The International Shipbreaking Show in the Covid-19 gale

10 Jun 2021

“Shipbreaking” # 62
double issue, October-November-December 2020-January-February-March 2021
122 pages, 112 sources, 381 photos


“Shipbreaking” is an unexpected and privileged observatory to analyze the trends of the global business and to identify its shortcomings.

The average price per ton of vessels scrapped is increasing. It reaches peaks of 750 to 850 US$ for tankers with stainless steel tanks (see p. 13).

Between October 2020 and March 2021, the 342 ships that were scrapped threw out dollars over Asian shipbreaking yards and no tax havens. In this game, the British Virgin Islands has been glittering. At least 40 million US$ from scrapping in India, Pakistan and Bangladesh has transited in the 151 km2 territory under British control. The sale for scrapping of the Berge Kibo alone brought in 16 million US$ for Silver United Ltd, which is registered in these Caribbean islands (see p. 102).

The Sichem Pandora, sadly known for her hit-and-run collision with the French fishing boat Klein-Familie in 2006, was eventually scrapped in India (see The END, pp. 120-122 and p. 74).

The Mero Star and the Raouf H (p. 31 and 33) were scrapped in Turkey. They had just arrived at Beirut with grain when they were hit by the August 4, 2020 explosion of ammonium nitrate abandoned in hangar n°12.

A usurper, the alleged Talent Ace with a fake IMO number and a Togolese flag was seized in South Korea and broken up on the spot. Under the name Talent Ace was hiding the Xin Sheng Hai involved in 2017 in illegal coal trafficking with North Korea (See p. 40).
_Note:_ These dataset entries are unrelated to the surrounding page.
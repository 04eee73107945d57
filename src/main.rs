//! Chunk Relay Server
//!
//! Receives registered files in verified chunks and reassembles them.

use anyhow::Context;
use clap::Parser;
use tokio::signal;
use tracing_subscriber::{layer::SubscriberExt, util::SubscriberInitExt};

use chunk_relay::config::Config;
use chunk_relay::routes;
use chunk_relay::state::AppState;

#[derive(Parser, Debug)]
#[command(name = "chunk-relay", version, about = "Chunked file transfer receiver")]
struct Args {
    /// Address to bind (overrides SERVER_HOST)
    host: Option<String>,

    /// Port to bind (overrides SERVER_PORT)
    port: Option<u16>,
}

#[tokio::main]
async fn main() -> anyhow::Result<()> {
    // Initialize tracing
    tracing_subscriber::registry()
        .with(tracing_subscriber::EnvFilter::try_from_default_env()
            .unwrap_or_else(|_| "chunk_relay=debug,tower_http=debug".into()))
        .with(tracing_subscriber::fmt::layer())
        .init();

    let args = Args::parse();

    // Load configuration
    dotenvy::dotenv().ok();

    let mut config = Config::from_env().unwrap_or_else(|e| {
        tracing::warn!("Failed to load config from env: {}, using defaults", e);
        Config::default()
    });
    if let Some(host) = args.host {
        config.server.host = host;
    }
    if let Some(port) = args.port {
        config.server.port = port;
    }

    tracing::info!("Starting Chunk Relay v{}", env!("CARGO_PKG_VERSION"));
    tracing::info!("Chunk directory: {}", config.storage.chunk_dir.display());
    tracing::info!("Output directory: {}", config.storage.output_dir.display());
    tracing::info!("Ledger: {}", config.storage.ledger_path.display());

    let addr = format!("{}:{}", config.server.host, config.server.port);

    let state = AppState::new(config);
    let reaper = state.reaper().start();

    let app = routes::app(state);

    tracing::info!("Chunk Relay listening on {}", addr);

    let listener = tokio::net::TcpListener::bind(&addr)
        .await
        .with_context(|| format!("failed to bind {}", addr))?;

    axum::serve(listener, app)
        .with_graceful_shutdown(shutdown_signal())
        .await
        .context("server error")?;

    reaper.abort();
    tracing::info!("Server shutdown complete");
    Ok(())
}

/// Graceful shutdown signal handler
async fn shutdown_signal() {
    let ctrl_c = async {
        signal::ctrl_c()
            .await
            .expect("failed to install Ctrl+C handler");
    };

    #[cfg(unix)]
    let terminate = async {
        signal::unix::signal(signal::unix::SignalKind::terminate())
            .expect("failed to install signal handler")
            .recv()
            .await;
    };

    #[cfg(not(unix))]
    let terminate = std::future::pending::<()>();

    tokio::select! {
        _ = ctrl_c => {
            tracing::info!("Received Ctrl+C, starting graceful shutdown...");
        },
        _ = terminate => {
            tracing::info!("Received SIGTERM, starting graceful shutdown...");
        },
    }
}
//! SHA-256 hashing shared by sender and receiver

use std::path::Path;

use sha2::{Digest, Sha256};
use tokio::io::{AsyncRead, AsyncReadExt};

const READ_BUFFER_SIZE: usize = 64 * 1024;

/// Compute SHA-256 hash of data
pub fn compute_hash(data: &[u8]) -> String {
    let mut hasher = Sha256::new();
    hasher.update(data);
    hex::encode(hasher.finalize())
}

/// Verify hash matches data
pub fn verify_hash(data: &[u8], expected_hash: &str) -> bool {
    compute_hash(data).eq_ignore_ascii_case(expected_hash)
}

/// Incremental hasher for data arriving in pieces
#[derive(Default)]
pub struct StreamHasher {
    inner: Sha256,
    bytes: u64,
}

impl StreamHasher {
    pub fn new() -> Self {
        Self::default()
    }

    pub fn update(&mut self, data: &[u8]) {
        self.inner.update(data);
        self.bytes += data.len() as u64;
    }

    /// Number of bytes hashed so far
    pub fn bytes_hashed(&self) -> u64 {
        self.bytes
    }

    /// Consume the hasher and return the hex digest
    pub fn finalize(self) -> String {
        hex::encode(self.inner.finalize())
    }
}

/// Hash everything a reader yields until EOF
pub async fn hash_reader<R>(reader: &mut R) -> std::io::Result<String>
where
    R: AsyncRead + Unpin,
{
    let mut hasher = StreamHasher::new();
    let mut buf = vec![0u8; READ_BUFFER_SIZE];
    loop {
        let n = reader.read(&mut buf).await?;
        if n == 0 {
            break;
        }
        hasher.update(&buf[..n]);
    }
    Ok(hasher.finalize())
}

/// Hash the whole content of a file
pub async fn hash_file(path: &Path) -> std::io::Result<String> {
    let mut file = tokio::fs::File::open(path).await?;
    hash_reader(&mut file).await
}

#[cfg(test)]
mod tests {
    use super::*;
    use tempfile::TempDir;

    #[test]
    fn test_compute_hash() {
        let hash = compute_hash(b"Hello, World!");
        assert_eq!(hash.len(), 64);
        assert_eq!(
            hash,
            "dffd6021bb2bd5b0af676290809ec3a53191dd81c7f70a4b28688a362182986f"
        );
    }

    #[test]
    fn test_stream_hash_ignores_read_boundaries() {
        let data = b"the same bytes split differently";

        let mut one = StreamHasher::new();
        one.update(data);

        let mut many = StreamHasher::new();
        for piece in data.chunks(3) {
            many.update(piece);
        }

        assert_eq!(many.bytes_hashed(), data.len() as u64);
        assert_eq!(one.finalize(), many.finalize());
        assert_eq!(compute_hash(data), compute_hash(&data[..]));
    }

    #[test]
    fn test_verify_hash_is_case_insensitive() {
        let hash = compute_hash(b"abc").to_uppercase();
        assert!(verify_hash(b"abc", &hash));
        assert!(!verify_hash(b"abd", &hash));
    }

    #[tokio::test]
    async fn test_hash_file_matches_compute_hash() {
        let temp_dir = TempDir::new().unwrap();
        let path = temp_dir.path().join("data.bin");
        let data: Vec<u8> = (0..200_000u32).map(|i| (i % 251) as u8).collect();
        tokio::fs::write(&path, &data).await.unwrap();

        assert_eq!(hash_file(&path).await.unwrap(), compute_hash(&data));
    }
}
Liners filed up with asbestos and souvenirs are queueing to be scrapped and some are caught up by mirific schemes such as the Satoshi, the crypto cruise ship with a bitcoin smell (see p. 15-16).
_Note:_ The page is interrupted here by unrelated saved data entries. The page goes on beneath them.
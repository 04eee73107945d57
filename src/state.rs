//! Application state management

use std::sync::Arc;

use crate::config::Config;
use crate::upload::{
    Assembler, ChunkPlanner, ChunkStore, CompletionLedger, InMemoryMetadataStore, MetadataStore,
    UploadReaper, UploadRegistry,
};

/// Shared application state
#[derive(Clone)]
pub struct AppState {
    inner: Arc<AppStateInner>,
}

struct AppStateInner {
    config: Config,
    registry: UploadRegistry,
    chunk_store: ChunkStore,
    ledger: CompletionLedger,
    assembler: Assembler,
}

impl AppState {
    /// Create state backed by the in-memory metadata store
    pub fn new(config: Config) -> Self {
        Self::with_metadata_store(config, Arc::new(InMemoryMetadataStore::new()))
    }

    /// Create state over an injected metadata store
    pub fn with_metadata_store(config: Config, store: Arc<dyn MetadataStore>) -> Self {
        let registry = UploadRegistry::with_store(
            store,
            ChunkPlanner::new(config.upload.chunk_policy()),
            config.upload.expiry_hours,
        );
        let chunk_store = ChunkStore::new(config.storage.chunk_dir.clone());
        let ledger = CompletionLedger::new(config.storage.ledger_path.clone());
        let assembler = Assembler::new(
            registry.clone(),
            chunk_store.clone(),
            ledger.clone(),
            config.storage.output_dir.clone(),
        );

        Self {
            inner: Arc::new(AppStateInner {
                config,
                registry,
                chunk_store,
                ledger,
                assembler,
            }),
        }
    }

    /// Get the configuration
    pub fn config(&self) -> &Config {
        &self.inner.config
    }

    pub fn registry(&self) -> &UploadRegistry {
        &self.inner.registry
    }

    pub fn chunk_store(&self) -> &ChunkStore {
        &self.inner.chunk_store
    }

    pub fn ledger(&self) -> &CompletionLedger {
        &self.inner.ledger
    }

    pub fn assembler(&self) -> &Assembler {
        &self.inner.assembler
    }

    /// Reaper over this state's registry and chunk store
    pub fn reaper(&self) -> UploadReaper {
        UploadReaper::new(
            self.inner.registry.clone(),
            self.inner.chunk_store.clone(),
            self.inner.config.upload.reaper_interval(),
        )
    }
}
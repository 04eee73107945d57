//! Chunk Relay
//!
//! Chunked file transfer with per-chunk and whole-file SHA-256 verification.
//!
//! # Modules
//!
//! - `upload`: Receiver side (registration, chunk storage, reassembly, ledger)
//! - `routes`: HTTP surface of the receiver
//! - `client`: Sender side (HTTP client and orchestrator)
//! - `config`: Environment configuration shared by both binaries

pub mod client;
pub mod config;
pub mod routes;
pub mod state;
pub mod upload;
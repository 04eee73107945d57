//! Chunk Planner
//!
//! Derives the chunk size and chunk count for a registered file.

use rand::Rng;

use super::types::{UploadError, MAX_CHUNK_SIZE, MIN_CHUNK_SIZE};

/// How the chunk size is picked for a new upload
#[derive(Debug, Clone, Copy, PartialEq, Eq)]
pub enum ChunkPolicy {
    /// Uniformly random within `[min, max]` on every registration
    Random { min: u64, max: u64 },
    /// Always the same size
    Fixed(u64),
}

impl Default for ChunkPolicy {
    fn default() -> Self {
        ChunkPolicy::Random {
            min: MIN_CHUNK_SIZE,
            max: MAX_CHUNK_SIZE,
        }
    }
}

/// Chunk layout of one file
#[derive(Debug, Clone, Copy, PartialEq, Eq)]
pub struct ChunkPlan {
    pub file_size: u64,
    pub chunk_size: u64,
    pub total_chunks: u64,
}

impl ChunkPlan {
    /// Build the plan for `file_size` bytes split into `chunk_size` pieces.
    ///
    /// `chunk_size` is clamped to `1..=file_size`.
    pub fn new(file_size: u64, chunk_size: u64) -> Result<Self, UploadError> {
        if file_size == 0 {
            return Err(UploadError::InvalidRequest(
                "file size must be greater than zero".to_string(),
            ));
        }
        let chunk_size = chunk_size.clamp(1, file_size);
        Ok(Self {
            file_size,
            chunk_size,
            total_chunks: file_size.div_ceil(chunk_size),
        })
    }

    /// Expected payload length of a 1-indexed chunk, `None` when out of range
    pub fn chunk_len(&self, sequence: u64) -> Option<u64> {
        if sequence == 0 || sequence > self.total_chunks {
            return None;
        }
        if sequence == self.total_chunks {
            Some(self.file_size - self.chunk_size * (self.total_chunks - 1))
        } else {
            Some(self.chunk_size)
        }
    }
}

/// Picks chunk plans according to a [`ChunkPolicy`]
#[derive(Debug, Clone, Copy, Default)]
pub struct ChunkPlanner {
    policy: ChunkPolicy,
}

impl ChunkPlanner {
    pub fn new(policy: ChunkPolicy) -> Self {
        Self { policy }
    }

    pub fn policy(&self) -> ChunkPolicy {
        self.policy
    }

    /// Plan a file of `file_size` bytes
    pub fn plan(&self, file_size: u64) -> Result<ChunkPlan, UploadError> {
        let chunk_size = match self.policy {
            ChunkPolicy::Fixed(size) => size,
            ChunkPolicy::Random { min, max } => {
                rand::thread_rng().gen_range(min.max(1)..=max.max(min).max(1))
            }
        };
        ChunkPlan::new(file_size, chunk_size)
    }
}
The tanker Sam, ex-Samho Crown, was scrapped in Pakistan. At the end of January 2020, during gas freeing operations off the United Arab Emirates coast, a tank exploded, killing five and injuring eight. The tanker arrived with ashes and twisted scrap metal at a Pakistani yard. The weird and cruel story for the crews of this doomed tanker is detailed on p. 69-70.

Sam, November 27, 2020, approaching the shipbreaking yards. © Gadani Ship Breaking Yard

Three ships involved in cocaine smuggling were scrapped, the B AtlanticBlue Sea and Nehir. This latter rogue ship was destroyed in a radical and original way. She was scuttled by her crew in the Bay of Biscay (see history and cartography p. 6-7).

The Covid-19 pandemic is fatal at sea, as in the suicide case of a young man of 23 who had been on board the Sea Princess for 13 months (see p. 70) and in the scrapyards. The cruise ships, tankers and bulkers are rushing in while there is a shortage of manpower due to lock-down or contamination. The workforce is facing aggravated risks of fracture, crushing or poisoning (see “Death on the shipbreaking yards”, p. 4-5).

In the flow of information from “Shipbreaking” there is also good news. Most of the ex-VLCCs (Very Large Crude Carriers), which have been converted to VLOCs (Very Large Ore Carriers), have been scrapped (p. 102-105). Their structural fragility had been revealed by the sinking of the Stellar Daisy in the South Atlantic on March 31, 2017 (22 seamen lost at sea, 2 saved). On the other hand, “Shipbreaking” observes that at a slow but progressive pace, more and more EU-approved yards are taking delivery of oil or chemical tankers, which will eventually avoid a number of hazardous convoys between Russia, Scandinavia and Turkish or Asian yards.